Aim of the exercise:
Reproduce exactly, from the data that follows, the line with "self.reap_finished();", the line with "pass.throttled = true;", and every line that lies between them.

Dataset entries:
----------
//! Embedded single-file persistence (§4.4 "Local Store").
//!
//! Backed by a single SQLite database in WAL mode, written through one
//! `Mutex`-serialized connection. Callers (the buffer writer, the aligner,
//! the root facade) never see `rusqlite` directly — everything crosses this
//! boundary as [`ringcore_model`] types.

mod migrations;
mod ring_summary;
mod samples;

use std::sync::Mutex;
use std::thread;
use std::time::Duration;

use rusqlite::Connection;

use ringcore_config::StoreConfig;
use ringcore_model::{RingSummary, Sample, Table};

pub use ring_summary::RingSummaryFilter;

/// Delays between retries of a write that hit `SQLITE_BUSY` (§7
/// "Storage-transient: bounded retry, typically 3 attempts with short
/// backoff, before surfacing the error upward").
const BUSY_RETRY_DELAYS_MS: [u64; 3] = [50, 100, 200];

#[derive(Debug, thiserror::Error)]
#[non_exhaustive]
pub enum Error {
    #[error("sqlite error: {0}")]
    Sqlite(#[from] rusqlite::Error),

    #[error("failed to serialize row for storage: {0}")]
    Serialize(#[from] serde_json::Error),

    #[error("row in database is corrupt: {reason}")]
    CorruptRow { reason: String },

    #[error("write retries exhausted after repeated SQLITE_BUSY: {0}")]
    RetriesExhausted(rusqlite::Error),
}

impl Error {
    /// True for errors the store itself already retried and gave up on, or
    /// that are inherently transient (lock contention). Used by the buffer
    /// writer to decide between re-queuing a batch and poisoning it (§4.3).
    pub fn is_transient(&self) -> bool {
        matches!(self, Error::RetriesExhausted(_))
            || matches!(self, Error::Sqlite(rusqlite::Error::SqliteFailure(e, _)) if e.code == rusqlite::ErrorCode::DatabaseBusy || e.code == rusqlite::ErrorCode::DatabaseLocked)
    }
}

fn is_busy(err: &rusqlite::Error) -> bool {
    matches!(err, rusqlite::Error::SqliteFailure(e, _) if e.code == rusqlite::ErrorCode::DatabaseBusy || e.code == rusqlite::ErrorCode::DatabaseLocked)
}

/// The embedded database. One per process; cheap to clone the handle out to
/// collaborators since the connection itself is behind a [`Mutex`].
pub struct Store {
    conn: Mutex<Connection>,
}

impl Store {
    /// Opens (creating if absent) the database at `config.path`, enables WAL
    /// journaling, and brings the schema up to date.
    pub fn open(config: &StoreConfig) -> Result<Self, Error> {
        if let Some(parent) = std::path::Path::new(&config.path).parent() {
            if !parent.as_os_str().is_empty() {
                let _ = std::fs::create_dir_all(parent);
            }
        }

        let mut conn = Connection::open(&config.path)?;
        conn.pragma_update(None, "journal_mode", "WAL")?;
        conn.pragma_update(None, "synchronous", "NORMAL")?;
        conn.pragma_update(None, "foreign_keys", "ON")?;
        migrations::apply(&mut conn)?;

        Ok(Self { conn: Mutex::new(conn) })
    }

    /// Opens an in-memory database, used by tests and by embedders that
    /// don't need durability across restarts.
    pub fn open_in_memory() -> Result<Self, Error> {
        let mut conn = Connection::open_in_memory()?;
        migrations::apply(&mut conn)?;
        Ok(Self { conn: Mutex::new(conn) })
    }

    /// Inserts a batch of samples into `table` inside one transaction,
    /// retrying on `SQLITE_BUSY` per the store's bounded-retry policy.
    pub fn insert_samples(&self, table: Table, samples: &[Sample]) -> Result<(), Error> {
        self.with_retry(|conn| samples::insert_samples(conn, table, samples))
    }

    /// Inserts into more than one table inside a single transaction,
    /// retrying the whole transaction on `SQLITE_BUSY` (§6
    /// `submit_manual_logs`: "atomic insert into the corresponding
    /// tables"). Tables paired with an empty slice are skipped.
    pub fn insert_samples_multi_table(&self, batches: &[(Table, &[Sample])]) -> Result<(), Error> {
        self.with_retry(|conn| samples::insert_samples_multi_table(conn, batches))
    }

    /// Returns every sample in `table` with `start_ts <= timestamp_ms < end_ts`.
    pub fn samples_in_range(&self, table: Table, start_ts: i64, end_ts: i64) -> Result<Vec<Sample>, Error> {
        let conn = self.conn.lock().expect("store mutex poisoned");
        samples::samples_in_range(&conn, table, start_ts, end_ts)
    }

    /// Returns the highest `ring_number` stamped on any row of `table`.
    pub fn max_ring_number(&self, table: Table) -> Result<Option<i64>, Error> {
        let conn = self.conn.lock().expect("store mutex poisoned");
        samples::max_ring_number(&conn, table)
    }

    /// Returns the earliest timestamp at which `ring_number` was observed in
    /// `table`.
    pub fn min_timestamp_for_ring(&self, table: Table, ring_number: i64) -> Result<Option<i64>, Error> {
        let conn = self.conn.lock().expect("store mutex poisoned");
        samples::min_timestamp_for_ring(&conn, table, ring_number)
    }

    /// Returns the number of rows in `table` within `[start_ts, end_ts)`.
    pub fn count_in_range(&self, table: Table, start_ts: i64, end_ts: i64) -> Result<u64, Error> {
        let conn = self.conn.lock().expect("store mutex poisoned");
        samples::count_in_range(&conn, table, start_ts, end_ts)
    }

    /// Inserts or, if `summary.ring_number` already exists, updates a ring
    /// summary row in place (§4.5 "re-running aggregation over an unchanged
    /// window produces the same summary"; grace-window re-updates rely on
    /// this being an upsert, not an append).
    pub fn upsert_ring_summary(&self, summary: &RingSummary) -> Result<(), Error> {
        self.with_retry(|conn| ring_summary::upsert(conn, summary))
    }

    /// Fetches a single ring summary by number.
    pub fn get_ring_summary(&self, ring_number: i64) -> Result<Option<RingSummary>, Error> {
        let conn = self.conn.lock().expect("store mutex poisoned");
        ring_summary::get(&conn, ring_number)
    }

    /// Returns the highest `ring_number` that already has a summary row,
    /// the aligner's starting point for candidate selection (§4.5 step 1).
    pub fn max_summarized_ring(&self) -> Result<Option<i64>, Error> {
        let conn = self.conn.lock().expect("store mutex poisoned");
        ring_summary::max_summarized_ring(&conn)
    }

    /// Lists ring summaries matching `filter`, ordered by `ring_number`
    /// ascending (§6 `list_rings`).
    pub fn list_ring_summaries(&self, filter: &RingSummaryFilter) -> Result<Vec<RingSummary>, Error> {
        let conn = self.conn.lock().expect("store mutex poisoned");
        ring_summary::list(&conn, filter)
    }

    fn with_retry<T>(&self, mut op: impl FnMut(&mut Connection) -> Result<T, Error>) -> Result<T, Error> {
        let mut conn = self.conn.lock().expect("store mutex poisoned");
        let mut last_busy = None;
        for delay_ms in BUSY_RETRY_DELAYS_MS {
            match op(&mut conn) {
                Ok(value) => return Ok(value),
                Err(Error::Sqlite(e)) if is_busy(&e) => {
                    tracing::warn!(delay_ms, "store write hit SQLITE_BUSY, retrying");
                    last_busy = Some(e);
                    thread::sleep(Duration::from_millis(delay_ms));
                }
                Err(other) => return Err(other),
            }
        }
        match op(&mut conn) {
            Ok(value) => Ok(value),
            Err(Error::Sqlite(e)) if is_busy(&e) => Err(Error::RetriesExhausted(last_busy.unwrap_or(e))),
            Err(other) => Err(other),
        }
    }
}

#[cfg(test)]
mod test {
    use super::*;

    #[test]
    fn open_in_memory_applies_migrations() {
        let store = Store::open_in_memory().unwrap();
        assert_eq!(store.max_ring_number(Table::Plc).unwrap(), None);
        assert_eq!(store.max_summarized_ring().unwrap(), None);
    }

    #[test]
    fn open_creates_parent_directory() {
        let dir = tempfile::tempdir().unwrap();
        let path = dir.path().join("nested").join("edge.db");
        let store = Store::open(&StoreConfig { path: path.to_string_lossy().to_string(), retention_days: Default::default() }).unwrap();
        assert!(path.exists());
        drop(store);
    }
}
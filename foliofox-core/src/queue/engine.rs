//! The download scheduler: one supervisor loop, cooperative cancellation.

use std::collections::HashMap;
use std::sync::{Arc, Mutex};
use std::time::Duration as StdDuration;

use chrono::{Duration, Utc};
use tokio::task::JoinHandle;
use tokio_util::sync::CancellationToken;
use tracing::{debug, error, info, warn};

use foliofox_config::{DownloadsConfig, MonitoringConfig};
use foliofox_model::{DownloadItem, QueueItemId};

use crate::catalog::{CatalogStore, LogLevel};
use crate::error::Result;
use crate::queue::bandwidth::BandwidthLimiter;
use crate::queue::resources::ResourceMonitor;
use crate::queue::retry::{self, RetryPolicy};
use crate::queue::transfer::{self, TransferError, TransferSettings};

const COMPONENT: &str = "queue_engine";
/// Scheduler passes between priority-optimization sweeps.
const PRIORITY_SWEEP_EVERY: u32 = 30;

#[derive(Debug)]
struct ActiveTask {
    cancel: CancellationToken,
    handle: JoinHandle<()>,
}

/// State shared between the supervisor loop and per-download tasks.
struct EngineShared {
    store: CatalogStore,
    config: DownloadsConfig,
    policy: RetryPolicy,
    bandwidth: BandwidthLimiter,
    client: reqwest::Client,
    settings: TransferSettings,
    active: Mutex<HashMap<QueueItemId, ActiveTask>>,
}

impl EngineShared {
    fn active_count(&self) -> usize {
        self.active.lock().expect("active map").len()
    }
}

/// Outcome of one scheduler pass, for observability and tests.
#[derive(Debug, Default, Clone, Copy, PartialEq, Eq)]
pub struct SchedulerPass {
    pub started: usize,
    pub stale_reset: usize,
    pub throttled: bool,
    pub paused_for_maintenance: bool,
}

/// Concurrent, prioritized, retry-aware download scheduler.
pub struct QueueEngine {
    shared: Arc<EngineShared>,
    resources: Mutex<ResourceMonitor>,
    pass_counter: Mutex<u32>,
}

impl std::fmt::Debug for QueueEngine {
    fn fmt(&self, f: &mut std::fmt::Formatter<'_>) -> std::fmt::Result {
        f.debug_struct("QueueEngine")
            .field("active", &self.shared.active_count())
            .finish_non_exhaustive()
    }
}

impl QueueEngine {
    pub fn new(
        store: CatalogStore,
        config: DownloadsConfig,
        monitoring: MonitoringConfig,
    ) -> Result<Self> {
        let client = reqwest::Client::builder()
            .pool_max_idle_per_host(config.max_concurrent.max(1))
            .build()?;
        let settings = TransferSettings {
            download_dir: config.download_dir.clone(),
            chunk_size: config.chunk_size_bytes,
            timeout: StdDuration::from_secs(config.download_timeout_seconds),
        };
        let resources = ResourceMonitor::new(
            monitoring.resource_thresholds,
            &config.download_dir,
        );
        Ok(Self {
            shared: Arc::new(EngineShared {
                policy: RetryPolicy::from_config(&config),
                bandwidth: BandwidthLimiter::from_limit(config.bandwidth_limit_mbps),
                client,
                settings,
                store,
                config,
                active: Mutex::new(HashMap::new()),
            }),
            resources: Mutex::new(resources),
            pass_counter: Mutex::new(0),
        })
    }

    /// Supervisor loop. A failing pass never aborts the loop; shutdown
    /// drains in-flight tasks and requeues whatever was interrupted.
    pub async fn run(&self, shutdown: CancellationToken) {
        let tick = StdDuration::from_secs(self.shared.config.scheduler_tick_seconds.max(1));
        let throttle = StdDuration::from_secs(self.shared.config.throttle_interval_seconds.max(1));
        loop {
            let pass = match self.run_scheduler_pass().await {
                Ok(pass) => pass,
                Err(err) => {
                    error!(%err, "scheduler pass failed");
                    SchedulerPass::default()
                }
            };
            let sleep = if pass.throttled { throttle } else { tick };
            tokio::select! {
                () = shutdown.cancelled() => break,
                () = tokio::time::sleep(sleep) => {}
            }
        }
        self.drain().await;
    }

    /// One iteration of the scheduling algorithm.
    pub async fn run_scheduler_pass(&self) -> Result<SchedulerPass> {
        let mut pass = SchedulerPass::default();
        self.reap_finished();

        // Resource pressure pauses everything except stale recovery.
        if let Some((resource, value)) =
            self.resources.lock().expect("resource monitor").over_threshold()
        {
            warn!(resource, value, "resource threshold exceeded, throttling");
            pass.throttled = true;
            return Ok(pass);
        }

        // Destructive maintenance holds the exclusive session; let
        // in-flight streams continue but start nothing new.
        if self.shared.store.exclusive_session_active() {
            debug!("maintenance session active, pausing new downloads");
            pass.paused_for_maintenance = true;
            pass.stale_reset = self.reset_stale().await?;
            return Ok(pass);
        }

        let available = self
            .shared
            .config
            .max_concurrent
            .saturating_sub(self.shared.active_count());

        if available > 0 {
            let queue = self.shared.store.queue();
            let mut slots = available;

            for item in queue.fetch_pending(slots).await? {
                if self.start_item(item).await? {
                    pass.started += 1;
                    slots -= 1;
                }
                if slots == 0 {
                    break;
                }
            }

            if slots > 0 {
                for item in self.eligible_retries().await? {
                    if queue.mark_retrying(item.id).await? && self.start_item(item).await? {
                        pass.started += 1;
                        slots -= 1;
                    }
                    if slots == 0 {
                        break;
                    }
                }
            }
        }

        pass.stale_reset = self.reset_stale().await?;
        self.maybe_optimize_priorities().await?;
        Ok(pass)
    }

    /// Retry-eligible failed items after cooldown and the smart filter.
    async fn eligible_retries(&self) -> Result<Vec<DownloadItem>> {
        let queue = self.shared.store.queue();
        let candidates = queue.fetch_retry_candidates().await?;
        if candidates.is_empty() {
            return Ok(Vec::new());
        }
        let failures_by_indexer = queue
            .indexer_failure_counts(Duration::hours(1))
            .await?;
        let now = Utc::now();

        let mut eligible = Vec::new();
        for item in candidates {
            let message = item.error_message.as_deref().unwrap_or("");
            let kind = retry::classify(message);
            if kind.is_local_resource() {
                continue;
            }
            let cooldown = self.shared.policy.base_delay_for(kind, item.retry_count);
            let ready_at = item.updated_at
                + Duration::from_std(cooldown).unwrap_or_else(|_| Duration::hours(1));
            if ready_at > now {
                continue;
            }
            if self.shared.config.smart_retry {
                let indexer_failures = failures_by_indexer
                    .get(&item.indexer_id.as_i64())
                    .copied()
                    .unwrap_or(0);
                if retry::should_skip_retry(message, indexer_failures) {
                    debug!(item = %item.id, "smart retry suppressed");
                    continue;
                }
            }
            eligible.push(item);
        }
        Ok(eligible)
    }

    /// Claim the row and spawn the transfer task. Returns false when the
    /// compare-and-set lost to another claimant.
    async fn start_item(&self, item: DownloadItem) -> Result<bool> {
        if !self.shared.store.queue().try_start(item.id).await? {
            return Ok(false);
        }
        let shared = Arc::clone(&self.shared);
        let cancel = CancellationToken::new();
        let task_cancel = cancel.clone();
        let id = item.id;

        let handle = tokio::spawn(async move {
            run_transfer_task(&shared, item, task_cancel).await;
            shared.active.lock().expect("active map").remove(&id);
        });
        self.shared
            .active
            .lock()
            .expect("active map")
            .insert(id, ActiveTask { cancel, handle });
        Ok(true)
    }

    /// Reset stalled rows and cancel any live task still attached to them.
    async fn reset_stale(&self) -> Result<usize> {
        let stale_after = Duration::minutes(self.shared.config.stale_threshold_minutes);
        let reset = self.shared.store.queue().reset_stale(stale_after).await?;
        for id in &reset {
            if let Some(task) = self.shared.active.lock().expect("active map").remove(id) {
                task.cancel.cancel();
                task.handle.abort();
            }
            self.shared
                .store
                .logs()
                .record(
                    LogLevel::Warning,
                    COMPONENT,
                    &format!("stale download {id} reset to pending"),
                    None,
                )
                .await?;
        }
        Ok(reset.len())
    }

    async fn maybe_optimize_priorities(&self) -> Result<()> {
        {
            let mut counter = self.pass_counter.lock().expect("pass counter");
            *counter += 1;
            if *counter < PRIORITY_SWEEP_EVERY {
                return Ok(());
            }
            *counter = 0;
        }
        let under_load = self.shared.active_count() as f64
            >= self.shared.config.max_concurrent as f64 * 0.8;
        let adjusted = self
            .shared
            .store
            .queue()
            .optimize_priorities(under_load)
            .await?;
        if adjusted > 0 {
            debug!(adjusted, under_load, "rebalanced queue priorities");
        }
        Ok(())
    }

    fn reap_finished(&self) {
        self.shared
            .active
            .lock()
            .expect("active map")
            .retain(|_, task| !task.handle.is_finished());
    }

    /// Number of live download tasks.
    pub fn active_downloads(&self) -> usize {
        self.shared.active_count()
    }

    /// Cancel all in-flight tasks and put their rows back to `pending`.
    async fn drain(&self) {
        let drained: Vec<(QueueItemId, ActiveTask)> = {
            let mut active = self.shared.active.lock().expect("active map");
            active.drain().collect()
        };
        if drained.is_empty() {
            return;
        }
        info!(count = drained.len(), "draining in-flight downloads");
        for (id, task) in drained {
            task.cancel.cancel();
            let _ = task.handle.await;
            if let Err(err) = self.shared.store.queue().requeue(id).await {
                error!(%id, %err, "failed to requeue interrupted download");
            }
        }
    }
}

/// Body of one spawned download task: run the transfer, then finalize the
/// row. Failures are classified and never propagate to the scheduler.
async fn run_transfer_task(
    shared: &EngineShared,
    item: DownloadItem,
    cancel: CancellationToken,
) {
    let queue = shared.store.queue();
    let outcome = transfer::run(
        &shared.client,
        &item,
        &shared.settings,
        &shared.bandwidth,
        &queue,
        &cancel,
    )
    .await;

    match outcome {
        Ok(done) => {
            let path = done.local_path.to_string_lossy();
            if let Err(err) = queue
                .mark_completed(item.id, &path, Some(done.bytes_written))
                .await
            {
                error!(item = %item.id, %err, "failed to record completion");
                return;
            }
            info!(item = %item.id, bytes = done.bytes_written, "download completed");
        }
        Err(TransferError::Cancelled) => {
            debug!(item = %item.id, "download cancelled");
            // Row state is settled by the canceller (stale reset or drain).
        }
        Err(TransferError::Failed(message)) => {
            let kind = retry::classify(&message);
            let can_retry =
                !kind.is_local_resource() && item.retry_count + 1 <= item.max_retries;
            if let Err(err) = queue.mark_failed(item.id, &message, can_retry).await {
                error!(item = %item.id, %err, "failed to record failure");
                return;
            }
            warn!(
                item = %item.id,
                reason = kind.as_str(),
                retry = can_retry,
                %message,
                "download failed"
            );
            if kind.is_local_resource() {
                let _ = shared
                    .store
                    .logs()
                    .record(
                        LogLevel::Error,
                        COMPONENT,
                        &format!("download {} hit local resource error: {message}", item.id),
                        Some(serde_json::json!({ "reason": kind.as_str() })),
                    )
                    .await;
            }
        }
    }
}

#[cfg(test)]
mod tests {
    use super::*;
    use crate::queue::retry::FailureKind;

    #[test]
    fn test_local_resource_failures_never_retry() {
        let kind = retry::classify("No space left on device");
        assert_eq!(kind, FailureKind::DiskFull);
        assert!(kind.is_local_resource());
    }
}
----------
Answer box:
        self.reap_finished();

        // Resource pressure pauses everything except stale recovery.
        if let Some((resource, value)) =
            self.resources.lock().expect("resource monitor").over_threshold()
        {
            warn!(resource, value, "resource threshold exceeded, throttling");
            pass.throttled = true;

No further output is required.